Full Length Research Paper

Sources of productivity growth in Ethiopian agriculture

Anbes Tenaye
  • Anbes Tenaye
  • School of Economics and Business, Norwegian University of Life Sciences, and Faculty of Environment, Gender and Development Studies, Hawassa University, Hawassa, Ethiopia.
  • Google Scholar


  •  Received: 19 November 2019
  •  Accepted: 11 December 2019
  •  Published: 31 January 2020

Abstract

In Ethiopia, agricultural production and productivity are very low, and hence increase in production and productivity are vital to meet increasing food demand.  This study identifies and quantifies the main sources of productivity growth in Ethiopian agriculture using the translog (TL) stochastic input distance function and the Ethiopian Rural Household Survey (ERHS) panel dataset.

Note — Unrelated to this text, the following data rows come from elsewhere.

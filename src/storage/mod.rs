pub mod session;

pub use session::{AuthSession, SessionStore};
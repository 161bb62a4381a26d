use serde_json::Value;

use super::cache::CacheTier;
use super::client::{ApiClient, ReadOptions};
use super::envelope::Envelope;
use super::error::ApiError;
use super::orders::{ADMIN_PREFIX, ORDER_ID_KEYS, ORDER_PREFIX};
use super::transport::ApiRequest;
use super::types::{GatewayOrder, OrderPayload, PaymentOrder, VerificationOutcome, VerifyPaymentRequest};

impl ApiClient {
    /// Create an order plus its gateway-side reservation for online payment.
    ///
    /// The gateway descriptor and public key may be absent when the backend
    /// could not reach the gateway; callers must treat that as a failure
    /// before opening any widget.
    pub async fn create_payment_order(
        &self,
        payload: &OrderPayload,
    ) -> Result<PaymentOrder, ApiError> {
        let body =
            serde_json::to_value(payload).map_err(|e| ApiError::Malformed(e.to_string()))?;
        let value = self
            .request(ApiRequest::post("/payments/create-order", body))
            .await?;
        self.invalidate(&[ORDER_PREFIX, ADMIN_PREFIX]);

        let envelope = Envelope::parse(value);
        let order_id = envelope
            .str_field(&ORDER_ID_KEYS)
            .ok_or_else(|| ApiError::Malformed("payment order without an order id".to_string()))?;

        Ok(PaymentOrder {
            order_id,
            gateway: gateway_order(&envelope.data),
            gateway_key: envelope.str_field(&["key", "keyId", "gatewayKey"]),
            message: envelope.message,
        })
    }

    /// Confirm a gateway payment signature with the backend.
    pub async fn verify_payment(
        &self,
        request: &VerifyPaymentRequest,
    ) -> Result<VerificationOutcome, ApiError> {
        let body =
            serde_json::to_value(request).map_err(|e| ApiError::Malformed(e.to_string()))?;
        let value = self
            .request(ApiRequest::post("/payments/verify-payment", body))
            .await?;
        self.invalidate(&[ORDER_PREFIX, ADMIN_PREFIX]);

        let envelope = Envelope::parse(value);
        Ok(VerificationOutcome {
            success: envelope.success,
            message: envelope.message,
        })
    }

    /// Payment state is volatile while a gateway transaction settles;
    /// always hits the network.
    pub async fn payment_order_status(&self, id: &str) -> Result<Value, ApiError> {
        self.cached_read(
            &format!("/payments/order-status/{}", id),
            vec![],
            CacheTier::Detail,
            ReadOptions::uncached(),
        )
        .await
    }
}

fn gateway_order(data: &Value) -> Option<GatewayOrder> {
    ["gatewayOrder", "razorpayOrder", "paymentOrder"]
        .iter()
        .find_map(|key| data.get(*key))
        .and_then(|v| serde_json::from_value(v.clone()).ok())
}
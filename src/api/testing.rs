//! Test doubles for the transport seam.

use std::sync::atomic::{AtomicUsize, Ordering};
use std::sync::{Arc, Mutex};
use std::time::Duration;

use async_trait::async_trait;
use serde_json::Value;

use super::error::ApiError;
use super::transport::{ApiRequest, ApiResponse, Transport};

type Handler = Box<dyn Fn(&ApiRequest, usize) -> Result<ApiResponse, ApiError> + Send + Sync>;

/// Transport double that counts calls, records requests and answers from a
/// programmable handler, optionally after a delay (for dedup/supersession
/// scenarios).
pub(crate) struct MockTransport {
    calls: AtomicUsize,
    requests: Mutex<Vec<ApiRequest>>,
    delay: Mutex<Option<Duration>>,
    handler: Handler,
}

impl MockTransport {
    pub fn new(
        handler: impl Fn(&ApiRequest) -> Result<ApiResponse, ApiError> + Send + Sync + 'static,
    ) -> Arc<Self> {
        Self::with_handler(Box::new(move |request, _| handler(request)))
    }

    /// Always answers 200 with `value`.
    pub fn json(value: Value) -> Arc<Self> {
        Self::with_handler(Box::new(move |_, _| ok(value.clone())))
    }

    /// Answers `{"call": n}` where n is the 1-based call number, so tests
    /// can tell responses apart.
    pub fn counting() -> Arc<Self> {
        Self::with_handler(Box::new(|_, call| ok(serde_json::json!({"call": call}))))
    }

    fn with_handler(handler: Handler) -> Arc<Self> {
        Arc::new(Self {
            calls: AtomicUsize::new(0),
            requests: Mutex::new(Vec::new()),
            delay: Mutex::new(None),
            handler,
        })
    }

    pub fn delayed(self: Arc<Self>, delay: Duration) -> Arc<Self> {
        *self.delay.lock().unwrap() = Some(delay);
        self
    }

    pub fn calls(&self) -> usize {
        self.calls.load(Ordering::SeqCst)
    }

    pub fn requests(&self) -> Vec<ApiRequest> {
        self.requests.lock().unwrap().clone()
    }
}

#[async_trait]
impl Transport for MockTransport {
    async fn execute(&self, request: ApiRequest) -> Result<ApiResponse, ApiError> {
        let call = self.calls.fetch_add(1, Ordering::SeqCst) + 1;
        self.requests.lock().unwrap().push(request.clone());

        let delay = *self.delay.lock().unwrap();
        if let Some(delay) = delay {
            tokio::time::sleep(delay).await;
        }

        (self.handler)(&request, call)
    }
}

pub(crate) fn ok(value: Value) -> Result<ApiResponse, ApiError> {
    Ok(ApiResponse {
        status: 200,
        body: serde_json::to_vec(&value).expect("serializable test value"),
    })
}

pub(crate) fn status(code: u16, value: Value) -> Result<ApiResponse, ApiError> {
    Ok(ApiResponse {
        status: code,
        body: serde_json::to_vec(&value).expect("serializable test value"),
    })
}
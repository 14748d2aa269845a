use std::{sync::Arc, time::Duration};

use reqwest::Url;
use tokio::{sync::mpsc, task::JoinHandle};
use tracing::{debug, error, info, warn};

use crate::{
    HostFilter, Rule, RuleSet,
    debounce::{DEFAULT_QUIET_INTERVAL, DebounceController},
    parser,
    projector::{self, Projection},
    settings::{EndpointKey, Settings},
    storage::KvStore,
    store::RuleStore,
    sync::{HttpTransport, SyncClient, SyncOutcome, Transport},
};

/// Whether the editor targets the active page's host or every host
#[derive(Debug, Clone, Copy, PartialEq, Eq, Default)]
pub enum Scope {
    #[default]
    Scoped,
    Global,
}

/// How rules are edited and rendered
#[derive(Debug, Clone, Copy, PartialEq, Eq, Default)]
pub enum Editor {
    /// One row per rule with checkbox, key and value fields
    #[default]
    Table,
    /// One `key: value` line per rule in a textarea
    FreeText,
}

#[derive(Debug, Clone, Copy, PartialEq, Eq, Default)]
pub struct UiMode {
    pub scope: Scope,
    pub editor: Editor,
}

/// Input raised by the editor UI
///
/// Row indices refer to positions in the full rule set, as returned by
/// [`SyncSession::visible_rows`].
#[derive(Debug, Clone, PartialEq, Eq)]
pub enum EditEvent {
    /// Whole textarea content after a keystroke
    Text(String),
    Key { index: usize, key: String },
    Value { index: usize, value: String },
    Toggle { index: usize, enabled: bool },
    AddRow,
    RemoveRow { index: usize },
    SetAllEnabled(bool),
    SetEndpoint(String),
    SetDefaultEnabled(bool),
}

impl EditEvent {
    /// Continuous typing is debounced; discrete actions sync immediately
    #[must_use]
    pub fn is_debounced(&self) -> bool {
        matches!(self, Self::Text(_) | Self::Key { .. } | Self::Value { .. })
    }
}

/// Work waiting for the quiet period to pass
#[derive(Debug)]
enum PendingEdit {
    /// Textarea content, parsed when the timer fires
    Text(String),
    /// Row fields already applied in memory
    Rows,
}

type EditListener = Box<dyn FnMut(&EditEvent, &RuleSet) + Send>;

/// Extract the hostname of a page URL, as the tab host resolver does
#[must_use]
pub fn host_from_url(url: &str) -> Option<String> {
    Url::parse(url).ok()?.host_str().map(str::to_owned)
}

/// Builder for [`SyncSession`]
///
/// # Example
///
/// ```ignore
/// let session = SessionBuilder::new()
///     .mode(UiMode { scope: Scope::Scoped, editor: Editor::FreeText })
///     .host("example.com")
///     .build(storage, SyncClient::builder().build()?);
/// ```
#[derive(Debug, Clone)]
pub struct SessionBuilder {
    mode: UiMode,
    host: String,
    quiet: Duration,
    endpoint_key: EndpointKey,
}

impl Default for SessionBuilder {
    fn default() -> Self {
        Self::new()
    }
}

impl SessionBuilder {
    #[must_use]
    pub fn new() -> Self {
        Self {
            mode: UiMode::default(),
            host: String::new(),
            quiet: DEFAULT_QUIET_INTERVAL,
            endpoint_key: EndpointKey::default(),
        }
    }

    #[must_use]
    pub fn mode(mut self, mode: UiMode) -> Self {
        self.mode = mode;
        self
    }

    /// Host of the active page; ignored in global scope
    #[must_use]
    pub fn host(mut self, host: impl Into<String>) -> Self {
        self.host = host.into();
        self
    }

    /// Quiet interval before a burst of typing is synchronized
    #[must_use]
    pub fn quiet_interval(mut self, quiet: Duration) -> Self {
        self.quiet = quiet;
        self
    }

    /// Storage key holding the endpoint in this deployment
    #[must_use]
    pub fn endpoint_key(mut self, key: EndpointKey) -> Self {
        self.endpoint_key = key;
        self
    }

    /// Construct the session and load persisted rules
    ///
    /// No network traffic happens until [`SyncSession::activate`] or the first edit.
    pub fn build<T: Transport>(self, storage: Arc<dyn KvStore>, client: SyncClient<T>) -> SyncSession<T> {
        let store = RuleStore::new(Arc::clone(&storage));
        let settings = Settings::new(storage, self.endpoint_key);
        let host = match self.mode.scope {
            Scope::Scoped => self.host,
            Scope::Global => String::new(),
        };

        SyncSession {
            mode: self.mode,
            host,
            rules: store.load(),
            store,
            settings,
            client,
            debounce: DebounceController::new(self.quiet),
            listeners: Vec::new(),
            in_flight: Vec::new(),
        }
    }
}

/// One editing session over the persisted rule set
///
/// Owns the in-memory rules, the single pending debounce slot and the settings. All
/// mutation happens through `&mut self` on one task. POSTs run on spawned tasks and may
/// overlap; each one carries the full state, so the last to arrive wins.
pub struct SyncSession<T: Transport = HttpTransport> {
    mode: UiMode,
    host: String,
    rules: RuleSet,
    store: RuleStore,
    settings: Settings,
    client: SyncClient<T>,
    debounce: DebounceController<PendingEdit>,
    listeners: Vec<EditListener>,
    in_flight: Vec<JoinHandle<SyncOutcome>>,
}

impl<T: Transport> SyncSession<T> {
    #[must_use]
    pub fn mode(&self) -> UiMode {
        self.mode
    }

    #[must_use]
    pub fn host(&self) -> &str {
        &self.host
    }

    #[must_use]
    pub fn rules(&self) -> &RuleSet {
        &self.rules
    }

    #[must_use]
    pub fn settings(&self) -> &Settings {
        &self.settings
    }

    #[must_use]
    pub fn is_pending(&self) -> bool {
        self.debounce.is_pending()
    }

    /// Rules the editor shows: the active host's in scoped mode, all in global mode
    #[must_use]
    pub fn filter(&self) -> HostFilter {
        match self.mode.scope {
            Scope::Scoped => HostFilter::only(self.host.clone()),
            Scope::Global => HostFilter::All,
        }
    }

    /// Textarea content for the free-text editor
    #[must_use]
    pub fn render_text(&self) -> String {
        parser::to_text(&self.rules, &self.filter())
    }

    /// Table rows with their index in the full rule set
    #[must_use]
    pub fn visible_rows(&self) -> Vec<(usize, &Rule)> {
        let filter = self.filter();
        self.rules.enumerate_matching(&filter).collect()
    }

    /// Enabled headers within the editor's scope
    #[must_use]
    pub fn projection(&self) -> Projection {
        projector::project(&self.rules, &self.filter())
    }

    /// Register a callback run after every applied edit, typically to re-render
    pub fn on_edit(&mut self, handler: impl FnMut(&EditEvent, &RuleSet) + Send + 'static) {
        self.listeners.push(Box::new(handler));
    }

    /// Push the persisted state once, without forcing a clear
    ///
    /// Nothing is sent when no rule is enabled.
    pub fn activate(&mut self) {
        info!(
            host = %self.host,
            rules = self.rules.len(),
            endpoint = %self.settings.endpoint(),
            default_enabled = self.settings.default_enabled(),
            "session activated"
        );
        self.dispatch(false);
    }

    /// Switch the active page host (scoped mode only)
    ///
    /// A pending textarea edit belongs to the previous host and is committed first.
    pub fn set_active_host(&mut self, host: impl Into<String>) {
        if self.mode.scope == Scope::Global {
            return;
        }
        if let Some(pending) = self.debounce.cancel() {
            self.on_quiet(pending);
        }
        self.host = host.into();
        debug!(host = %self.host, "active host changed");
    }

    /// Apply one edit event
    ///
    /// Typing events update memory and (re)start the quiet period. Structural events
    /// absorb any pending edit and sync right away. Settings events only persist.
    /// Typing events of the other editor (`Text` in the table, `Key`/`Value` in the
    /// textarea) are dropped without notifying listeners.
    pub fn handle(&mut self, event: EditEvent) {
        debug!(?event, "edit");
        if !self.accepts(&event) {
            warn!(?event, editor = ?self.mode.editor, "event does not belong to this editor, ignored");
            return;
        }

        match &event {
            EditEvent::Text(text) => {
                self.debounce.schedule(PendingEdit::Text(text.clone()));
            }
            EditEvent::Key { index, key } => {
                if self.edit_row(*index, |rule| rule.key = key.trim().to_owned()) {
                    self.schedule_rows();
                }
            }
            EditEvent::Value { index, value } => {
                if self.edit_row(*index, |rule| rule.value = value.trim().to_owned()) {
                    self.schedule_rows();
                }
            }
            EditEvent::Toggle { index, enabled } => {
                self.absorb_pending();
                if self.edit_row(*index, |rule| rule.enabled = *enabled) {
                    self.commit(true);
                }
            }
            EditEvent::AddRow => {
                self.absorb_pending();
                let enabled = self.settings.default_enabled();
                self.rules.push(Rule::new(self.host.clone(), "", "", enabled));
                self.commit(false);
            }
            EditEvent::RemoveRow { index } => {
                self.absorb_pending();
                match self.rules.remove(*index) {
                    Some(rule) => {
                        debug!(index, ?rule, "removed rule");
                        self.commit(true);
                    }
                    None => warn!(index, "remove for unknown row ignored"),
                }
            }
            EditEvent::SetAllEnabled(enabled) => {
                self.absorb_pending();
                self.rules.set_all_enabled(*enabled);
                if let Err(e) = self.settings.set_default_enabled(*enabled) {
                    error!(error = %e, "failed to persist default enabled state");
                }
                self.commit(true);
            }
            EditEvent::SetEndpoint(raw) => {
                if let Err(e) = self.settings.set_endpoint(raw) {
                    error!(error = %e, "failed to persist endpoint");
                }
            }
            EditEvent::SetDefaultEnabled(enabled) => {
                if let Err(e) = self.settings.set_default_enabled(*enabled) {
                    error!(error = %e, "failed to persist default enabled state");
                }
            }
        }

        for listener in &mut self.listeners {
            listener(&event, &self.rules);
        }
    }

    /// Wait for the pending quiet period and run the sync pipeline
    ///
    /// Returns `false` immediately when nothing is pending.
    pub async fn wait_quiet(&mut self) -> bool {
        if !self.debounce.is_pending() {
            return false;
        }
        let pending = self.debounce.fired().await;
        self.on_quiet(pending);
        true
    }

    /// Await every POST issued so far
    pub async fn settle(&mut self) -> Vec<SyncOutcome> {
        let mut outcomes = Vec::with_capacity(self.in_flight.len());
        for handle in self.in_flight.drain(..) {
            match handle.await {
                Ok(outcome) => outcomes.push(outcome),
                Err(e) => warn!(error = %e, "sync task did not complete"),
            }
        }
        outcomes
    }

    /// Tear down: commit a pending edit now and await outstanding POSTs
    pub async fn close(mut self) -> Vec<SyncOutcome> {
        if let Some(pending) = self.debounce.cancel() {
            debug!("flushing pending edit on close");
            self.on_quiet(pending);
        }
        let outcomes = self.settle().await;
        info!(requests = outcomes.len(), "session closed");
        outcomes
    }

    /// Drive the session from `events` until every sender is dropped, then close
    pub async fn run(mut self, mut events: mpsc::UnboundedReceiver<EditEvent>) -> Vec<SyncOutcome> {
        loop {
            tokio::select! {
                event = events.recv() => match event {
                    Some(event) => self.handle(event),
                    None => break,
                },
                pending = self.debounce.fired() => self.on_quiet(pending),
            }
        }
        self.close().await
    }

    /// Move the session onto its own task
    ///
    /// Returns the emitter feeding it and the task's handle, which resolves with the
    /// outcomes of the POSTs still in flight at close.
    pub fn spawn(self) -> (EditEmitter, JoinHandle<Vec<SyncOutcome>>) {
        let (tx, rx) = mpsc::unbounded_channel();
        let handle = tokio::spawn(self.run(rx));
        (EditEmitter { tx }, handle)
    }

    fn edit_row(&mut self, index: usize, edit: impl FnOnce(&mut Rule)) -> bool {
        match self.rules.get_mut(index) {
            Some(rule) => {
                edit(rule);
                true
            }
            None => {
                warn!(index, "edit for unknown row ignored");
                false
            }
        }
    }

    /// Textarea input only in the free-text editor, row field input only in the table
    fn accepts(&self, event: &EditEvent) -> bool {
        match (self.mode.editor, event) {
            (Editor::Table, EditEvent::Text(_)) => false,
            (Editor::FreeText, EditEvent::Key { .. } | EditEvent::Value { .. }) => false,
            _ => true,
        }
    }

    fn schedule_rows(&mut self) {
        self.debounce.schedule(PendingEdit::Rows);
    }

    fn absorb_pending(&mut self) {
        if let Some(PendingEdit::Text(text)) = self.debounce.cancel() {
            self.apply_text(&text);
        }
    }

    fn apply_text(&mut self, text: &str) {
        let parsed = parser::from_text(text, &self.host);
        debug!(host = %self.host, rules = parsed.len(), "applying text edit");
        let filter = self.filter();
        self.rules.replace_matching(&filter, parsed);
    }

    fn on_quiet(&mut self, pending: PendingEdit) {
        if let PendingEdit::Text(text) = pending {
            self.apply_text(&text);
        }
        self.commit(true);
    }

    fn commit(&mut self, force: bool) {
        if let Err(e) = self.store.save(&self.rules) {
            error!(error = %e, "failed to persist rules");
        }
        self.dispatch(force);
    }

    fn dispatch(&mut self, force: bool) {
        // the service replaces its whole table on each POST, so always send every host
        let mut projection = projector::project(&self.rules, &HostFilter::All);
        if force && !self.host.is_empty() {
            projection.include_host(&self.host);
        }

        self.in_flight.retain(|handle| !handle.is_finished());

        let client = self.client.clone();
        let endpoint = self.settings.endpoint();
        self.in_flight.push(tokio::spawn(async move {
            client.sync(&projection, &endpoint, force).await
        }));
    }
}

/// Sending half of a spawned session's event loop
#[derive(Debug, Clone)]
pub struct EditEmitter {
    tx: mpsc::UnboundedSender<EditEvent>,
}

impl EditEmitter {
    /// Queue an event, `false` once the session has shut down
    pub fn emit(&self, event: EditEvent) -> bool {
        self.tx.send(event).is_ok()
    }
}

The true fixed effects (TFE) panel data estimator is used to separate inefficiency effects from observed and unobserved heterogeneity. The parametric Malmquist productivity index (MPI) is used to decompose total agricultural growth into three major sources. The average technical efficiency score was 0.875; this finding indi¬cates that on average a farmer produces 87.5% of the value of the output that is produced by the most efficient farmer using the same technology and inputs. This implies that they can reduce the inputs required to produce the average output by 12.5% if their farming operation becomes technically efficient. MPI shows that the average annual productivity growth was 17.9% between 1994 and 2009. Further decomposition of the index shows that scale efficiency change is the most important source of this growth, and accounts for about 14.5%. Technological improvement accounts for approximately 4.8% while the contribution of technical efficiency change is negative, leading to an annual productivity decline of 1.3%. This finding suggests that increasing productivity is possible via improving these components by improving training to the farmers, extension services, research and development, and agronomic practices.

Key words: Productivity growth, translog stochastic input distance function, Malmquist productivity index, Ethiopia.